» **YOUR ASSIGNMENT**
Which lines below hold the word "Html"? Report each one.

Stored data
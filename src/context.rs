//! App-wide popup and loading state. Both are owned by the application
//! root and injected through context providers; nothing here is a global.

use std::rc::Rc;

use yew::prelude::*;

use capsulejar_core::popup::{PopupAction, PopupPatch, PopupState};

pub(crate) type AppPopupState = PopupState<Html, Callback<()>>;
pub(crate) type AppPopupPatch = PopupPatch<Html, Callback<()>>;
pub(crate) type AppPopupAction = PopupAction<Html, Callback<()>>;

pub(crate) const GENERIC_ERROR_TITLE: &str = "Error";
pub(crate) const GENERIC_ERROR_BODY: &str = "An unexpected error occurred.";

/// Reducer store over the pure popup transition function.
#[derive(Clone, PartialEq, Default)]
pub(crate) struct PopupStore(pub(crate) AppPopupState);

impl Reducible for PopupStore {
    type Action = AppPopupAction;

    fn reduce(self: Rc<Self>, action: Self::Action) -> Rc<Self> {
        Rc::new(Self(self.0.apply(action)))
    }
}

#[derive(Clone, PartialEq)]
pub(crate) struct PopupHandle {
    dispatcher: UseReducerDispatcher<PopupStore>,
}

impl PopupHandle {
    pub(crate) fn new(dispatcher: UseReducerDispatcher<PopupStore>) -> Self {
        Self { dispatcher }
    }

    pub(crate) fn show(&self, patch: AppPopupPatch) {
        self.dispatcher.dispatch(PopupAction::Show(patch));
    }

    pub(crate) fn close(&self) {
        self.dispatcher.dispatch(PopupAction::Close);
    }

    /// One-button informational popup.
    pub(crate) fn show_message(&self, title: &str, body: &str) {
        self.show(AppPopupPatch {
            title: Some(title.to_string()),
            body: Some(body.to_string()),
            ..AppPopupPatch::default()
        });
    }

    /// One-button popup whose confirm runs a follow-up action.
    pub(crate) fn show_message_with_confirm(
        &self,
        title: &str,
        body: &str,
        on_confirm: Callback<()>,
    ) {
        self.show(AppPopupPatch {
            title: Some(title.to_string()),
            body: Some(body.to_string()),
            on_confirm: Some(on_confirm),
            ..AppPopupPatch::default()
        });
    }
}

/// Boolean loading flag, not a counter: concurrent operations share one
/// flag and the first to finish clears it. Callers pair set-true/set-false
/// around every exit path of their operation.
#[derive(Clone, PartialEq)]
pub(crate) struct LoadingHandle {
    setter: Callback<bool>,
}

impl LoadingHandle {
    pub(crate) fn new(setter: Callback<bool>) -> Self {
        Self { setter }
    }

    pub(crate) fn set(&self, active: bool) {
        self.setter.emit(active);
    }
}
//! Reducer behind the single process-wide popup.
//!
//! The state is generic over the host UI's opaque custom element `E` and
//! callback slot `A`, so the transition function stays pure and testable
//! away from the browser.

#[derive(Clone, Copy, Debug, Default, PartialEq, Eq)]
pub enum ButtonCount {
    #[default]
    One,
    Two,
}

#[derive(Clone, Debug, PartialEq)]
pub struct PopupState<E, A> {
    pub visible: bool,
    /// When present, overrides title/body/button rendering entirely.
    pub element: Option<E>,
    pub title: String,
    pub body: String,
    pub on_confirm: Option<A>,
    pub on_reject: Option<A>,
    pub on_dimmed_click: Option<A>,
    pub button_count: ButtonCount,
    pub confirm_label: String,
    pub reject_label: String,
    pub with_dimmed: bool,
}

impl<E, A> Default for PopupState<E, A> {
    fn default() -> Self {
        Self {
            visible: false,
            element: None,
            title: String::new(),
            body: String::new(),
            on_confirm: None,
            on_reject: None,
            on_dimmed_click: None,
            button_count: ButtonCount::One,
            confirm_label: String::new(),
            reject_label: String::new(),
            with_dimmed: false,
        }
    }
}

/// Partial state; `None` fields keep their current value on `Show`.
#[derive(Clone, Debug, PartialEq)]
pub struct PopupPatch<E, A> {
    pub element: Option<E>,
    pub title: Option<String>,
    pub body: Option<String>,
    pub on_confirm: Option<A>,
    pub on_reject: Option<A>,
    pub on_dimmed_click: Option<A>,
    pub button_count: Option<ButtonCount>,
    pub confirm_label: Option<String>,
    pub reject_label: Option<String>,
    pub with_dimmed: Option<bool>,
}

impl<E, A> Default for PopupPatch<E, A> {
    fn default() -> Self {
        Self {
            element: None,
            title: None,
            body: None,
            on_confirm: None,
            on_reject: None,
            on_dimmed_click: None,
            button_count: None,
            confirm_label: None,
            reject_label: None,
            with_dimmed: None,
        }
    }
}

#[derive(Clone, Debug, PartialEq)]
pub enum PopupAction<E, A> {
    Show(PopupPatch<E, A>),
    Close,
}

impl<E: Clone, A: Clone> PopupState<E, A> {
    /// Pure transition. `Show` shallow-merges the patch over the current
    /// state and forces visibility; showing over an open popup overwrites
    /// it (no stacking). `Close` discards everything, including fields the
    /// overlay never consumed.
    pub fn apply(&self, action: PopupAction<E, A>) -> Self {
        match action {
            PopupAction::Show(patch) => Self {
                visible: true,
                element: patch.element.or_else(|| self.element.clone()),
                title: patch.title.unwrap_or_else(|| self.title.clone()),
                body: patch.body.unwrap_or_else(|| self.body.clone()),
                on_confirm: patch.on_confirm.or_else(|| self.on_confirm.clone()),
                on_reject: patch.on_reject.or_else(|| self.on_reject.clone()),
                on_dimmed_click: patch
                    .on_dimmed_click
                    .or_else(|| self.on_dimmed_click.clone()),
                button_count: patch.button_count.unwrap_or(self.button_count),
                confirm_label: patch
                    .confirm_label
                    .unwrap_or_else(|| self.confirm_label.clone()),
                reject_label: patch
                    .reject_label
                    .unwrap_or_else(|| self.reject_label.clone()),
                with_dimmed: patch.with_dimmed.unwrap_or(self.with_dimmed),
            },
            PopupAction::Close => Self::default(),
        }
    }
}

#[cfg(test)]
mod tests {
    use super::*;

    type State = PopupState<&'static str, u32>;
    type Patch = PopupPatch<&'static str, u32>;

    #[test]
    fn show_merges_over_defaults_and_sets_visible() {
        let state = State::default().apply(PopupAction::Show(Patch {
            title: Some("Error".to_string()),
            body: Some("boom".to_string()),
            ..Patch::default()
        }));
        assert!(state.visible);
        assert_eq!(state.title, "Error");
        assert_eq!(state.body, "boom");
        assert_eq!(state.button_count, ButtonCount::One);
        assert!(state.on_confirm.is_none());
    }

    #[test]
    fn successive_shows_merge_left_to_right() {
        let first = State::default().apply(PopupAction::Show(Patch {
            title: Some("First".to_string()),
            on_confirm: Some(1),
            ..Patch::default()
        }));
        let second = first.apply(PopupAction::Show(Patch {
            body: Some("second body".to_string()),
            button_count: Some(ButtonCount::Two),
            ..Patch::default()
        }));
        assert!(second.visible);
        assert_eq!(second.title, "First");
        assert_eq!(second.body, "second body");
        assert_eq!(second.on_confirm, Some(1));
        assert_eq!(second.button_count, ButtonCount::Two);
    }

    #[test]
    fn close_resets_to_exact_default() {
        let open = State::default().apply(PopupAction::Show(Patch {
            title: Some("anything".to_string()),
            element: Some("custom"),
            on_reject: Some(9),
            with_dimmed: Some(true),
            ..Patch::default()
        }));
        assert_eq!(open.apply(PopupAction::Close), State::default());
    }

    #[test]
    fn element_survives_merge_until_close() {
        let open = State::default().apply(PopupAction::Show(Patch {
            element: Some("custom"),
            ..Patch::default()
        }));
        let merged = open.apply(PopupAction::Show(Patch {
            title: Some("late title".to_string()),
            ..Patch::default()
        }));
        assert_eq!(merged.element, Some("custom"));
    }
}
#[cfg(test)]
mod tests {
    use super::*;

    #[test]
    fn settled_check_touches_only_its_own_field() {
        let mut errors = FieldErrors::new();
        errors.insert(
            SignupField::Nickname,
            "Nickname is required".to_string(),
        );
        errors.insert(
            SignupField::PhoneNumber,
            "Phone number is required".to_string(),
        );

        // A check that settles after other fields picked up errors must
        // leave those entries alone.
        apply_check_result(
            &mut errors,
            CheckField::Id,
            &Err("This ID is already taken".to_string()),
        );
        assert_eq!(errors.len(), 3);
        assert_eq!(
            errors.get(&SignupField::Id).map(String::as_str),
            Some("This ID is already taken"),
        );

        apply_check_result(&mut errors, CheckField::Id, &Ok(()));
        assert!(!errors.contains_key(&SignupField::Id));
        assert!(errors.contains_key(&SignupField::Nickname));
        assert!(errors.contains_key(&SignupField::PhoneNumber));
    }
}
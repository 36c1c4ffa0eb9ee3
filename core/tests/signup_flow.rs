use capsulejar_core::form::{
    submission_gate, AvailabilityState, CheckField, CheckOutcome, SignupField,
};

#[test]
fn gate_blocks_until_both_fields_confirmed() {
    let mut id = AvailabilityState::default();
    let mut nickname = AvailabilityState::default();

    let errors = submission_gate(id, nickname);
    assert_eq!(errors.len(), 2);

    id.begin_check(CheckField::Id, "capsule").unwrap();
    id.finish_check(CheckField::Id, CheckOutcome::Accepted)
        .unwrap();

    let errors = submission_gate(id, nickname);
    assert_eq!(errors.len(), 1);
    assert_eq!(
        errors.get(&SignupField::Nickname).map(String::as_str),
        Some("Please check if this nickname is available"),
    );

    nickname.begin_check(CheckField::Nickname, "ami").unwrap();
    nickname
        .finish_check(CheckField::Nickname, CheckOutcome::Accepted)
        .unwrap();
    assert!(submission_gate(id, nickname).is_empty());
}

#[test]
fn edit_after_confirmation_reopens_the_gate() {
    let mut id = AvailabilityState::default();
    id.begin_check(CheckField::Id, "capsule").unwrap();
    id.finish_check(CheckField::Id, CheckOutcome::Accepted)
        .unwrap();
    assert!(id.checked);

    id.note_edit();
    assert!(!id.checked);
    let errors = submission_gate(
        id,
        AvailabilityState {
            checked: true,
            checking: false,
        },
    );
    assert_eq!(errors.len(), 1);
    assert!(errors.contains_key(&SignupField::Id));
}

// The in-flight request for an edited value is not cancelled, so a slow
// response for the old value still confirms the field. This pins the
// current behavior; changing it needs a deliberate decision, not a drive-by.
#[test]
fn stale_completion_still_confirms_edited_field() {
    let mut id = AvailabilityState::default();
    id.begin_check(CheckField::Id, "oldvalue").unwrap();
    assert!(id.checking);

    id.note_edit();
    assert!(!id.checked);
    assert!(id.checking);

    id.finish_check(CheckField::Id, CheckOutcome::Accepted)
        .unwrap();
    assert!(id.checked);
}

#[test]
fn failed_check_then_retry_recovers() {
    let mut nickname = AvailabilityState::default();
    nickname.begin_check(CheckField::Nickname, "ami").unwrap();
    let err = nickname
        .finish_check(CheckField::Nickname, CheckOutcome::TransportFailed)
        .unwrap_err();
    assert_eq!(err, "Error checking nickname");
    assert!(!nickname.checked);

    nickname.begin_check(CheckField::Nickname, "ami").unwrap();
    nickname
        .finish_check(CheckField::Nickname, CheckOutcome::Accepted)
        .unwrap();
    assert!(nickname.checked);
}
//! Client-local persistence. The only durable state is the auth token,
//! read once at boot into the API client; a token written after login is
//! not picked up until the next full reload.

#[cfg(target_arch = "wasm32")]
const AUTH_TOKEN_KEY: &str = "capsulejar.auth";

#[cfg(target_arch = "wasm32")]
pub(crate) fn load_auth_token() -> Option<String> {
    let window = web_sys::window()?;
    let storage = window.local_storage().ok()??;
    storage
        .get_item(AUTH_TOKEN_KEY)
        .ok()
        .flatten()
        .filter(|token| !token.is_empty())
}

#[cfg(not(target_arch = "wasm32"))]
pub(crate) fn load_auth_token() -> Option<String> {
    None
}

#[cfg(target_arch = "wasm32")]
pub(crate) fn save_auth_token(token: &str) {
    let Some(window) = web_sys::window() else {
        return;
    };
    let Ok(Some(storage)) = window.local_storage() else {
        return;
    };
    let _ = storage.set_item(AUTH_TOKEN_KEY, token);
}

#[cfg(not(target_arch = "wasm32"))]
pub(crate) fn save_auth_token(_token: &str) {}
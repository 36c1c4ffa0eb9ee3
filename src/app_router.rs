//! Hash-based routing. The route grammar mirrors the page set:
//! `#/login`, `#/signup`, `#/{userType}/capsule-box/{jarId}` and
//! `#/{userType}/write/{jarId}/{normal|reply}/{step}[/{capsuleId}]`,
//! with the splash page as the fallback for everything else.

#[derive(Clone, Copy, Debug, PartialEq, Eq)]
pub(crate) enum UserType {
    Master,
    Guest,
}

impl UserType {
    pub(crate) fn as_segment(self) -> &'static str {
        match self {
            UserType::Master => "master",
            UserType::Guest => "guest",
        }
    }

    fn parse(segment: &str) -> Self {
        if segment.eq_ignore_ascii_case("master") {
            UserType::Master
        } else {
            UserType::Guest
        }
    }
}

#[derive(Clone, Copy, Debug, PartialEq, Eq)]
pub(crate) enum WriteKind {
    Normal,
    Reply,
}

impl WriteKind {
    fn as_segment(self) -> &'static str {
        match self {
            WriteKind::Normal => "normal",
            WriteKind::Reply => "reply",
        }
    }

    fn parse(segment: &str) -> Self {
        if segment.eq_ignore_ascii_case("reply") {
            WriteKind::Reply
        } else {
            WriteKind::Normal
        }
    }
}

#[derive(Clone, Debug, PartialEq, Eq)]
pub(crate) enum Route {
    Splash,
    Login,
    Signup,
    Jar {
        user_type: UserType,
        jar_id: String,
    },
    Write {
        user_type: UserType,
        jar_id: String,
        kind: WriteKind,
        step: u8,
        capsule_id: Option<String>,
    },
}

impl Route {
    pub(crate) fn to_hash(&self) -> String {
        match self {
            Route::Splash => "/".to_string(),
            Route::Login => "/login".to_string(),
            Route::Signup => "/signup".to_string(),
            Route::Jar { user_type, jar_id } => {
                format!("/{}/capsule-box/{jar_id}", user_type.as_segment())
            }
            Route::Write {
                user_type,
                jar_id,
                kind,
                step,
                capsule_id,
            } => {
                let mut hash = format!(
                    "/{}/write/{jar_id}/{}/{step}",
                    user_type.as_segment(),
                    kind.as_segment()
                );
                if let Some(capsule_id) = capsule_id {
                    hash.push('/');
                    hash.push_str(capsule_id);
                }
                hash
            }
        }
    }
}

pub(crate) fn parse_route(hash: &str) -> Route {
    let raw = hash.trim().trim_start_matches('#').trim_start_matches('/');
    if raw.is_empty() {
        return Route::Splash;
    }
    let segments: Vec<&str> = raw
        .split('/')
        .map(str::trim)
        .filter(|segment| !segment.is_empty())
        .collect();
    match segments.as_slice() {
        ["login"] => Route::Login,
        ["signup"] => Route::Signup,
        [user_type, "capsule-box", jar_id] => Route::Jar {
            user_type: UserType::parse(user_type),
            jar_id: (*jar_id).to_string(),
        },
        [user_type, "write", jar_id, kind, step, rest @ ..] if rest.len() <= 1 => Route::Write {
            user_type: UserType::parse(user_type),
            jar_id: (*jar_id).to_string(),
            kind: WriteKind::parse(kind),
            step: step.parse().unwrap_or(1),
            capsule_id: rest.first().map(|capsule_id| (*capsule_id).to_string()),
        },
        _ => Route::Splash,
    }
}

pub(crate) fn current_route() -> Route {
    let Some(window) = web_sys::window() else {
        return Route::Splash;
    };
    let hash = window.location().hash().unwrap_or_default();
    parse_route(&hash)
}

pub(crate) fn navigate(route: &Route) {
    let Some(window) = web_sys::window() else {
        return;
    };
    // set_hash fires hashchange, which the app shell listens for.
    let _ = window.location().set_hash(&route.to_hash());
}

#[cfg(test)]
mod tests {
    use super::*;

    #[test]
    fn empty_and_unknown_hashes_fall_back_to_splash() {
        assert_eq!(parse_route(""), Route::Splash);
        assert_eq!(parse_route("#/"), Route::Splash);
        assert_eq!(parse_route("#/no-such-page"), Route::Splash);
        assert_eq!(parse_route("#/master/unknown/j1"), Route::Splash);
    }

    #[test]
    fn static_pages_parse() {
        assert_eq!(parse_route("#/login"), Route::Login);
        assert_eq!(parse_route("#/signup"), Route::Signup);
    }

    #[test]
    fn jar_route_round_trips() {
        let route = Route::Jar {
            user_type: UserType::Master,
            jar_id: "j1".to_string(),
        };
        assert_eq!(parse_route(&format!("#{}", route.to_hash())), route);
        assert_eq!(
            parse_route("#/guest/capsule-box/j9"),
            Route::Jar {
                user_type: UserType::Guest,
                jar_id: "j9".to_string(),
            }
        );
    }

    #[test]
    fn unknown_user_type_defaults_to_guest() {
        let Route::Jar { user_type, .. } = parse_route("#/visitor/capsule-box/j1") else {
            panic!("expected jar route");
        };
        assert_eq!(user_type, UserType::Guest);
    }

    #[test]
    fn write_route_carries_step_and_optional_capsule() {
        let normal = parse_route("#/master/write/j1/normal/2");
        assert_eq!(
            normal,
            Route::Write {
                user_type: UserType::Master,
                jar_id: "j1".to_string(),
                kind: WriteKind::Normal,
                step: 2,
                capsule_id: None,
            }
        );
        let reply = parse_route("#/guest/write/j1/reply/1/c42");
        assert_eq!(
            reply,
            Route::Write {
                user_type: UserType::Guest,
                jar_id: "j1".to_string(),
                kind: WriteKind::Reply,
                step: 1,
                capsule_id: Some("c42".to_string()),
            }
        );
        assert_eq!(reply.to_hash(), "/guest/write/j1/reply/1/c42");
    }

    #[test]
    fn bad_step_segment_defaults_to_one() {
        let Route::Write { step, .. } = parse_route("#/master/write/j1/normal/first") else {
            panic!("expected write route");
        };
        assert_eq!(step, 1);
    }
}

» **RESPONSE BOX**
pub(crate) type AppPopupState = PopupState<Html, Callback<()>>;
pub(crate) type AppPopupPatch = PopupPatch<Html, Callback<()>>;
pub(crate) type AppPopupAction = PopupAction<Html, Callback<()>>;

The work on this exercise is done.